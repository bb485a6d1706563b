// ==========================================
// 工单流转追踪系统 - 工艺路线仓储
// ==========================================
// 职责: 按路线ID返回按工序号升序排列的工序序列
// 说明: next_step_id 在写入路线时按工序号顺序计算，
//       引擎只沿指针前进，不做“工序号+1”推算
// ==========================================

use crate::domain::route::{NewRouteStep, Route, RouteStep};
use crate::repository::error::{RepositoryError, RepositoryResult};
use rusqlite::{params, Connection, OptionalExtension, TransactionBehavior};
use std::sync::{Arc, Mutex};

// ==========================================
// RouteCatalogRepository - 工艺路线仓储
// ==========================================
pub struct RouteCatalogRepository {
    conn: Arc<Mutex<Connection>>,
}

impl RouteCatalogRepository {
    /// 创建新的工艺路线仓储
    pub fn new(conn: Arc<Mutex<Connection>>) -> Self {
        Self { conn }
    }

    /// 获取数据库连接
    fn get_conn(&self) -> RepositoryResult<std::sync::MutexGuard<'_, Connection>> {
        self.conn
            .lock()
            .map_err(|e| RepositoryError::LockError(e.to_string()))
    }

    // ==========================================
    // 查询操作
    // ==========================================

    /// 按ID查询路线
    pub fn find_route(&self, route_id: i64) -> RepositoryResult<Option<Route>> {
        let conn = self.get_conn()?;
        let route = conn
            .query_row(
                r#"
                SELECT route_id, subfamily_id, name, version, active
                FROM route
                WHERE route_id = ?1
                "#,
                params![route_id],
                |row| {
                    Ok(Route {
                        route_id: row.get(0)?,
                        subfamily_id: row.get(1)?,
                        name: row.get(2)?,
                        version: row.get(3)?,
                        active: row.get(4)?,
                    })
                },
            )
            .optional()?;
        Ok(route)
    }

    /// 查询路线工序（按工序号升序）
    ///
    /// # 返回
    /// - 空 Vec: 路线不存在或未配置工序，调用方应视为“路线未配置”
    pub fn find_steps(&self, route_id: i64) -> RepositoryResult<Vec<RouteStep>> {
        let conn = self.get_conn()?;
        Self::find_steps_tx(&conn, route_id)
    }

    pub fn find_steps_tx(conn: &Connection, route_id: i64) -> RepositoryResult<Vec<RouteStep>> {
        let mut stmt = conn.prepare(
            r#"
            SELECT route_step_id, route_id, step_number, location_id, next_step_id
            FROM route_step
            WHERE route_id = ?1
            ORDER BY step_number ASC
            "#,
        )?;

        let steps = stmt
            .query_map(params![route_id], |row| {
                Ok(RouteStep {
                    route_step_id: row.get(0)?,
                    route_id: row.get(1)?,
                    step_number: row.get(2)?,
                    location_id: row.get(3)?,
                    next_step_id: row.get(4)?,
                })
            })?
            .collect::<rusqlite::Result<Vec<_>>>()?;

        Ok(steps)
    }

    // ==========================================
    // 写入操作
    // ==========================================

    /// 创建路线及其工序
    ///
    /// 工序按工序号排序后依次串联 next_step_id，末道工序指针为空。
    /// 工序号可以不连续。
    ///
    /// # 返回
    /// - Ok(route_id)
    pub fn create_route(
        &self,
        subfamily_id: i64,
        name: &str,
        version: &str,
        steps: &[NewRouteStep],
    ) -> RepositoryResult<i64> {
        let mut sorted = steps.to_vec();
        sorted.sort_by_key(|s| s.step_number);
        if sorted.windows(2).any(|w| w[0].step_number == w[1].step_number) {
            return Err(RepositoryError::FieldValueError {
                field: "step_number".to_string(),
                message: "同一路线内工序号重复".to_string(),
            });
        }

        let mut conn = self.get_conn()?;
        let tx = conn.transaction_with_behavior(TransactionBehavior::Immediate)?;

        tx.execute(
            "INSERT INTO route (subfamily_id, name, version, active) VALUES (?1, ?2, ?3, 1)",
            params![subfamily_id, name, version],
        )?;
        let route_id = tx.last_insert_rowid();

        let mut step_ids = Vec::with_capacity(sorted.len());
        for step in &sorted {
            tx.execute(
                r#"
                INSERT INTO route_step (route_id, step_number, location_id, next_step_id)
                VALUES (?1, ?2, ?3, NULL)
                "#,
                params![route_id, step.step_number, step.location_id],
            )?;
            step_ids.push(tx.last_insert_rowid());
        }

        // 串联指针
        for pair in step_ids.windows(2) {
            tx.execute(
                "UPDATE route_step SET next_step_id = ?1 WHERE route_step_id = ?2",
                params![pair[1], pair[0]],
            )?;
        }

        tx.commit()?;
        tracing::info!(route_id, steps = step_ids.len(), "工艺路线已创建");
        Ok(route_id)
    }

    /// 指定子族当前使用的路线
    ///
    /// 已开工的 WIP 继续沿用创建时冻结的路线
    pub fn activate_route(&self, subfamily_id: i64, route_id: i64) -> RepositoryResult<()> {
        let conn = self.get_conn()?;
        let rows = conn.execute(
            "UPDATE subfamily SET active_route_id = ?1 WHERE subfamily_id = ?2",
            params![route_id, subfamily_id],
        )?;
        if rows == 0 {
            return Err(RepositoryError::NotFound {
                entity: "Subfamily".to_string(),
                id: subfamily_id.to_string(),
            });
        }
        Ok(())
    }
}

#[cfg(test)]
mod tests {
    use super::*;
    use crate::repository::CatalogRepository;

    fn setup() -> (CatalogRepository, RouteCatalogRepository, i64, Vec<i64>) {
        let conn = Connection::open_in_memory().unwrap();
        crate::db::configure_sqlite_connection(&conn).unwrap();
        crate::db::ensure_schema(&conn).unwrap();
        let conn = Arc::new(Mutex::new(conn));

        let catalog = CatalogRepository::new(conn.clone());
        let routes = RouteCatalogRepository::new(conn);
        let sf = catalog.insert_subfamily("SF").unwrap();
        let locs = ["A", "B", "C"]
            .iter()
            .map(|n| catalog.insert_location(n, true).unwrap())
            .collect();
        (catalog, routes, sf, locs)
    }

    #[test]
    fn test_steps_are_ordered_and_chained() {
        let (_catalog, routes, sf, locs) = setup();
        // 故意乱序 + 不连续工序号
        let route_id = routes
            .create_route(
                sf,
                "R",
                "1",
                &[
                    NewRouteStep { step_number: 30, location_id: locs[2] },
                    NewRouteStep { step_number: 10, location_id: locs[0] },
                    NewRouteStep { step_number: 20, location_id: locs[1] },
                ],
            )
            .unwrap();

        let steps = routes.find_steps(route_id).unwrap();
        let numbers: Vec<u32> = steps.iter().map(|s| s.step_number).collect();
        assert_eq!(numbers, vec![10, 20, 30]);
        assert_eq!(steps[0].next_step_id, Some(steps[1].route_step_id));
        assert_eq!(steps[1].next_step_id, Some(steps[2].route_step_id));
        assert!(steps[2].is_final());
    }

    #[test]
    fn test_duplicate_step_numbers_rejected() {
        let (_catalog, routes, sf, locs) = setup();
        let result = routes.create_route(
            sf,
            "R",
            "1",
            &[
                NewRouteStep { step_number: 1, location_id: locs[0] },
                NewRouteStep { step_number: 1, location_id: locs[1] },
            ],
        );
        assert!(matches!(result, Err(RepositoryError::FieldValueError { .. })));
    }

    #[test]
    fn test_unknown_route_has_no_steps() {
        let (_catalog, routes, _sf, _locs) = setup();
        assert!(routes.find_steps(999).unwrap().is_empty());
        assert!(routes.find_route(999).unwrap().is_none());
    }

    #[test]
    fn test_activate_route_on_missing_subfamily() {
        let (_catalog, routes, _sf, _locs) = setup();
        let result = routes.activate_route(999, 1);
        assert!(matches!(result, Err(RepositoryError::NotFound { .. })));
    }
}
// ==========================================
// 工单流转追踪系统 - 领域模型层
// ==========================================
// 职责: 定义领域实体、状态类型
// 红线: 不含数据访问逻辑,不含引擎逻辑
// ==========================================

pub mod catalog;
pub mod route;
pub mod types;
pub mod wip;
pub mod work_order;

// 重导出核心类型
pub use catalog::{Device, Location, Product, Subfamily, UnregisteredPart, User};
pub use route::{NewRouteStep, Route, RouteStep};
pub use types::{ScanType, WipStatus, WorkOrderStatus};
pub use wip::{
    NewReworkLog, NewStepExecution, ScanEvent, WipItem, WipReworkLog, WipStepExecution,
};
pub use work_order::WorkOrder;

########

# What is required
Reproduce each line of the records in which "UPDATE" appears.

# Answer space
                "UPDATE route_step SET next_step_id = ?1 WHERE route_step_id = ?2",
            "UPDATE subfamily SET active_route_id = ?1 WHERE subfamily_id = ?2",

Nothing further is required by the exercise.